You can also includes the ability to run user-defined functions (UDFs). Also created as Python scripts, UDFs provide the ability to process incoming telemetry data from a device and store the processed value in the time-series database for that device/device-group. For example, the device may be sending FPC temperature in Celsius but you want to process it to be stored as Fahrenheit values in the database.

The processing of UDF fields is handled by microservices called UDF farm unless, you declare global variables in Python scripts. This approach allows for Paragon Insights to process multiple data points from multiple devices and fields at the same time (parallel processing). The result is a 4 to 5 times increase in processing performance for UDA/UDF.
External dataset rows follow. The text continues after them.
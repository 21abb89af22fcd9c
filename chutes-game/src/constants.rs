//! Centralized board layout and tuning constants for the simulation.
//!
//! The default board reproduces the classic 90-square layout. Custom boards
//! are supplied through [`crate::board::BoardConfig`].

use crate::board::Square;

// Die ----------------------------------------------------------------------
pub const DIE_FACES: u8 = 6;

// Default board -----------------------------------------------------------
pub const DEFAULT_GOAL: Square = 90;
pub const DEFAULT_LADDERS: [(Square, Square); 7] = [
    (1, 40),
    (8, 10),
    (36, 52),
    (43, 62),
    (49, 79),
    (65, 82),
    (68, 85),
];
pub const DEFAULT_CHUTES: [(Square, Square); 7] = [
    (24, 5),
    (33, 3),
    (42, 30),
    (56, 37),
    (64, 27),
    (74, 12),
    (87, 70),
];

// Player variants -----------------------------------------------------------
pub const DEFAULT_RESILIENT_EXTRA_STEPS: u32 = 1;
pub const DEFAULT_LAZY_DROPPED_STEPS: u32 = 1;

// Simulation ------------------------------------------------------------------
pub(crate) const DEFAULT_SHUFFLE_PLAYERS: bool = true;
Global Variables in Python Scripts

TAND executes Python scripts that use global variables. Global variables retain a value across multiple UDFs.
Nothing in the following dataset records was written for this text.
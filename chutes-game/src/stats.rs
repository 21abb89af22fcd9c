//! Grouping and summary statistics over completed games.
use serde::{Deserialize, Serialize};
use std::collections::BTreeMap;

use crate::game::GameResult;
use crate::numbers::{ratio, usize_to_f64};
use crate::player::PlayerKind;

/// Count of games won by each player kind.
#[must_use]
pub fn wins_per_kind(results: &[GameResult]) -> BTreeMap<PlayerKind, usize> {
    let mut wins = BTreeMap::new();
    for result in results {
        *wins.entry(result.winner).or_insert(0) += 1;
    }
    wins
}

/// Winning step counts per player kind, in completion order.
#[must_use]
pub fn durations_per_kind(results: &[GameResult]) -> BTreeMap<PlayerKind, Vec<u32>> {
    let mut durations: BTreeMap<PlayerKind, Vec<u32>> = BTreeMap::new();
    for result in results {
        durations
            .entry(result.winner)
            .or_default()
            .push(result.steps);
    }
    durations
}

/// Number of seats each player kind occupies in the lineup.
#[must_use]
pub fn participants_per_kind(lineup: &[PlayerKind]) -> BTreeMap<PlayerKind, usize> {
    let mut participants = BTreeMap::new();
    for &kind in lineup {
        *participants.entry(kind).or_insert(0) += 1;
    }
    participants
}

/// Distribution of game lengths in winner steps.
#[derive(Debug, Clone, PartialEq, Serialize, Deserialize)]
pub struct DurationStats {
    pub samples: usize,
    pub mean: f64,
    pub median: f64,
    pub std_dev: f64,
    pub min: u32,
    pub max: u32,
}

impl DurationStats {
    /// `None` when there are no samples.
    #[must_use]
    pub fn from_steps(steps: &[u32]) -> Option<Self> {
        let min = *steps.iter().min()?;
        let max = *steps.iter().max()?;
        let count = usize_to_f64(steps.len());
        let mean = steps.iter().map(|&s| f64::from(s)).sum::<f64>() / count;
        let variance = steps
            .iter()
            .map(|&s| (f64::from(s) - mean).powi(2))
            .sum::<f64>()
            / count;

        let mut sorted = steps.to_vec();
        sorted.sort_unstable();
        let mid = sorted.len() / 2;
        let median = if sorted.len() % 2 == 0 {
            f64::midpoint(f64::from(sorted[mid - 1]), f64::from(sorted[mid]))
        } else {
            f64::from(sorted[mid])
        };

        Some(Self {
            samples: steps.len(),
            mean,
            median,
            std_dev: variance.sqrt(),
            min,
            max,
        })
    }
}

/// Per-kind outcome of a simulation.
#[derive(Debug, Clone, PartialEq, Serialize, Deserialize)]
pub struct KindSummary {
    pub kind: PlayerKind,
    pub participants: usize,
    pub wins: usize,
    /// Fraction of all games this kind won.
    pub win_share: f64,
    /// `win_share` divided by the number of seats of this kind.
    pub wins_per_participant: f64,
    pub durations: Option<DurationStats>,
}

/// Report-ready digest of a simulation run.
#[derive(Debug, Clone, PartialEq, Serialize, Deserialize)]
pub struct SimulationSummary {
    pub games: usize,
    pub seed: Option<u64>,
    pub lineup: Vec<PlayerKind>,
    pub durations: Option<DurationStats>,
    pub per_kind: Vec<KindSummary>,
}

impl SimulationSummary {
    #[must_use]
    pub fn from_results(results: &[GameResult], lineup: &[PlayerKind], seed: Option<u64>) -> Self {
        let games = results.len();
        let wins = wins_per_kind(results);
        let durations = durations_per_kind(results);
        let all_steps: Vec<u32> = results.iter().map(|result| result.steps).collect();

        let per_kind = participants_per_kind(lineup)
            .into_iter()
            .map(|(kind, participants)| {
                let kind_wins = wins.get(&kind).copied().unwrap_or(0);
                let win_share = ratio(kind_wins, games);
                KindSummary {
                    kind,
                    participants,
                    wins: kind_wins,
                    win_share,
                    wins_per_participant: win_share / usize_to_f64(participants),
                    durations: durations
                        .get(&kind)
                        .and_then(|steps| DurationStats::from_steps(steps)),
                }
            })
            .collect();

        Self {
            games,
            seed,
            lineup: lineup.to_vec(),
            durations: DurationStats::from_steps(&all_steps),
            per_kind,
        }
    }

    #[must_use]
    pub fn kind(&self, kind: PlayerKind) -> Option<&KindSummary> {
        self.per_kind.iter().find(|summary| summary.kind == kind)
    }
}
The following is an example function to calculate cumulative sum and store the value in global variable sum.

content_copy zoom_out_map
         sum = 0
         def cumulative_sum (a, b):
             global sum 
             sum = sum + a + b
             return sum

When you use global variables in Python scripts, the UDFs are processed by TAND instead of UDF farms.

As an alternative to global variables, you can use the Python construct **kwargs to capture values that must be retained across different functions. When Paragon Insights calls a function (defined in a UDF), it sends topic name, rule name, device group, point time, and device ID that are captured using the construct **kwargs. In case of UDAs, Paragon Automation sends topic name and rule name while executing the Python script.

Along with infrastructure values, Paragon Insights also sends a parameter called hb_store in **kwargs that fetches the last computed value for a variable.

To illustrate how hb_store works in the cumulative addition example:

content_copy zoom_out_map
         def sum(a, b, **kwargs):
          if ’sum’ not in kwargs[hb_store]:
               kwargs[hb_store][’sum’] = 0  #if ’sum’ is not present in kwargs, declare the initial ’sum’ value as 0.

               kwargs[hb_store][’sum’] = kwargs[hb_store][’sum’] + a + b #Store cumulative addition value in ’sum’

               return kwargs[hb_store][’sum’]

Each time a function with the above code is called, it performs addition of last stored value in ’sum’ with the value of a and value of b. The new value of addition operation is displayed and stored in ’sum’.